数据防泄漏是企业很关注的要点,有些泄露会让竞争对手得益,有些会让企业面临大量亏损风险。保密就是保生存,就是保利润,不是一个夸张的说法。
数据防泄漏一般被叫做DLP,是Data Loss/Leakage Prevention的简称。信息存储在受控的环境中,一旦离开了这个环境,就称为发生了数据泄露事件。
泄密的途径
企业信息主要的泄密途径,主要有下面几种,目前的措施主要是防止数据离开受控环境。
- 拍照
- 录音
- 屏幕截屏录像
- U盘拷贝
- 邮件、即时通讯系统外发
- 服务器后台泄露
保密与效率的平衡
保密,本质上就是采取了各种手段,建立了一些门槛,阻碍了信息的流动。
信息的高效流动,往往带来效率的提升,反之亦然。
在企业生存阶段,利润率很低,产品的有无,销量的多少起决定作用的时候,真正的手段就是管理和监督,纯靠技术是不行的。
常见误区观点
企业是由一个个个体组成的。企业的信息,除了存储在企业的服务器、个人工作站上,还有可能存在与处理这个业务的人的脑子里、记忆中,个人的纸质笔记本上。
经常有一种误区,就是企业防泄漏,是防止所有的信息泄露,一丝一毫都不能泄露。这些人会说,如果拍了照,我还能重新画出来,有水印也没用。或者,如果这个人用笔记去抄,你也防不了。
这种误区的根源就在于过于绝对了,是站在纯技术视角,没有站在企业管理的视角上来看。我们都知道管理是有成本的,在有限的成本下追求极致安全,就是耍流氓。行业是可以有各种手段,做到绝对安全的,比如物理隔离,比如人员出入安检等。但是,这样的管理成本,带来的效率损失,这些企业往往不愿意或者难以承担的,也没有这个必要。
对于一般技术企业来讲,只有关键的数据、整套的数据的泄露,才会带来较大风险。个别数据的泄露往往不至于形成大的危害。
大范围、广泛的泄露是不可接受的,零星非致命数据的泄露,控制在较低水平,对企业无害,是可以接受的。
另外一个误区,就是责任归属的问题。如果指定某部门对泄密负责,那这个部门宁愿牺牲一些效率。比如,你可以想象信息中心来负责数据防泄漏工作,你问他这样可不可以,那样可不可以的时候,他的默认回答基本都是不可以。不要问,问就是不可以。没抓到你就算了,如果抓到你了,那就认倒霉吧。如果发生在业务部门,那多半会把责任推给信息中心,说没有管好。如果防泄密是业务部门负主责,那天然就是要求物理隔离,这样才不容易出现各种问题,研发的效率嘛,就呵呵了。
防泄漏工作,技术本质上是一个补木桶短板的工作。
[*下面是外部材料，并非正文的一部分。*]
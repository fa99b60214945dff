use lazy_static::lazy_static;
use web_sys::window;

pub const DEFAULT_VIDEOS_API_URL: &str =
    "https://functions.poehali.dev/7cdb1813-de37-40a0-ad07-26a2921115df";
pub const DEFAULT_PLAYLISTS_API_URL: &str =
    "https://functions.poehali.dev/a0a846ba-96e9-424d-9475-d25193610b01";

lazy_static! {
    pub static ref CONFIG: ChannelConfig = ChannelConfig::from_lookup(get_env_var);
}

#[derive(Debug, Clone, PartialEq)]
pub struct ChannelConfig {
    pub app_name: String,
    pub videos_api_url: String,
    pub playlists_api_url: String,
    pub debug_mode: bool,
    pub media_timeout_ms: u32,
    pub upload_cache_ttl_hours: i64,
}

impl ChannelConfig {
    pub fn from_lookup(lookup: impl Fn(&str) -> Option<String>) -> Self {
        Self {
            app_name: lookup("APP_NAME").unwrap_or_else(|| "КонтентМедиаPRO".to_string()),
            videos_api_url: lookup("VIDEOS_API_URL")
                .unwrap_or_else(|| DEFAULT_VIDEOS_API_URL.to_string()),
            playlists_api_url: lookup("PLAYLISTS_API_URL")
                .unwrap_or_else(|| DEFAULT_PLAYLISTS_API_URL.to_string()),
            debug_mode: lookup("DEBUG_MODE")
                .and_then(|v| v.parse().ok())
                .unwrap_or(false),
            media_timeout_ms: lookup("MEDIA_TIMEOUT_MS")
                .and_then(|v| v.parse().ok())
                .unwrap_or(10_000),
            upload_cache_ttl_hours: lookup("UPLOAD_CACHE_TTL_HOURS")
                .and_then(|v| v.parse().ok())
                .unwrap_or(24),
        }
    }
}

pub fn get_env_var(key: &str) -> Option<String> {
    let window = window()?;

    // Get the ENV_CONFIG object
    let env_config = js_sys::Reflect::get(&window, &"ENV_CONFIG".into()).ok()?;

    if env_config.is_undefined() {
        log::warn!("ENV_CONFIG is undefined - environment variables not loaded");
        return None;
    }

    let value = js_sys::Reflect::get(&env_config, &key.into()).ok()?;

    if !value.is_undefined() {
        value.as_string()
    } else {
        log::debug!("Environment variable '{}' is undefined", key);
        None
    }
}
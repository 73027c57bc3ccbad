use async_trait::async_trait;

use crate::transport::Sender;

/// Real HTTP delivery through a shared `reqwest` connection pool.
///
/// Timeouts configured on the client surface as sender errors and are
/// retried like any other transport failure.
#[async_trait]
impl Sender for reqwest::Client {
    type Error = reqwest::Error;

    #[tracing::instrument(skip_all, fields(method = %request.method(), url = %request.url()))]
    async fn send(&mut self, request: reqwest::Request) -> Result<reqwest::Response, Self::Error> {
        let response = self.execute(request).await?;
        tracing::debug!(status = %response.status(), "Response received");
        Ok(response)
    }
}
#![doc = include_str!("../README.md")]

pub mod drain;
pub mod notify;
pub mod prune;
mod queue;
pub mod record;
pub mod scheduler;
pub mod store;
pub mod transport;
pub mod trigger;

#[doc(inline)]
pub use record::{CodecError, CodecErrorKind, QueuedRequest};

#[doc(inline)]
pub use queue::{
    Acknowledgement, ListError, RequestQueue, RequestQueueBuilder, SubmitError, SubmitErrorKind,
    suppress_sync_error,
};

#[doc(inline)]
pub use scheduler::{Drain, SyncError, SyncErrorKind, SyncFuture, SyncScheduler, SyncState};

#[doc(inline)]
pub use drain::{
    ClientErrorPolicy, DefaultDrainHook, DrainEngine, DrainError, DrainErrorKind, DrainHook,
};

#[doc(inline)]
pub use notify::{Completion, Notifier};

#[doc(inline)]
pub use transport::{Transport, TransportError, TransportErrorKind};

#[doc(inline)]
pub use trigger::{DEFAULT_SYNC_INTERVAL, PeriodicTriggerBuilder, Trigger};
//! Collapsing of superseded idempotent writes.
//!
//! A queued PUT or DELETE is obsolete as soon as a newer PUT or DELETE for
//! the same URL is submitted: only the latest one determines the state of
//! the resource. POST (and every other method) is never pruned and never
//! prunes.

use crate::record::is_idempotent_replace;
use crate::store::QueueStore;

/// Remove every queued PUT/DELETE whose URL equals `url` exactly.
///
/// Must run before the superseding record is inserted, so that record is
/// never removed by its own pruning pass. Returns how many records were
/// dropped.
#[tracing::instrument(skip(store))]
pub async fn prune_superseded_by_url<S>(store: &S, url: &str) -> Result<usize, S::Error>
where
    S: QueueStore,
{
    let mut pruned = 0;
    for stored in store.get_all().await? {
        if stored.request.url() != url || !is_idempotent_replace(stored.request.method()) {
            continue;
        }
        tracing::debug!(id = ?stored.id, method = stored.request.method(), "Pruning superseded request");
        store.delete(stored.id).await?;
        pruned += 1;
    }
    Ok(pruned)
}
信息在企业内外部流转,就是有各种泄露途径和风险的,今天把这个短板补上了,又会有新的部分成为短板。如果人人都注意,人人都监督,那失泄密的概率就大大降低了。
从这个角度来看,华为的几个提法很有参考意义:小院高墙,意思是把边界管好,数据在企业内部自由流通,点燃年轻人的火花;全面监控和追溯,通过全面记录各类行为数据,通过技术手段、AI等发现和审计系统性风险,基于信用管理,做到最少打扰,精准防控。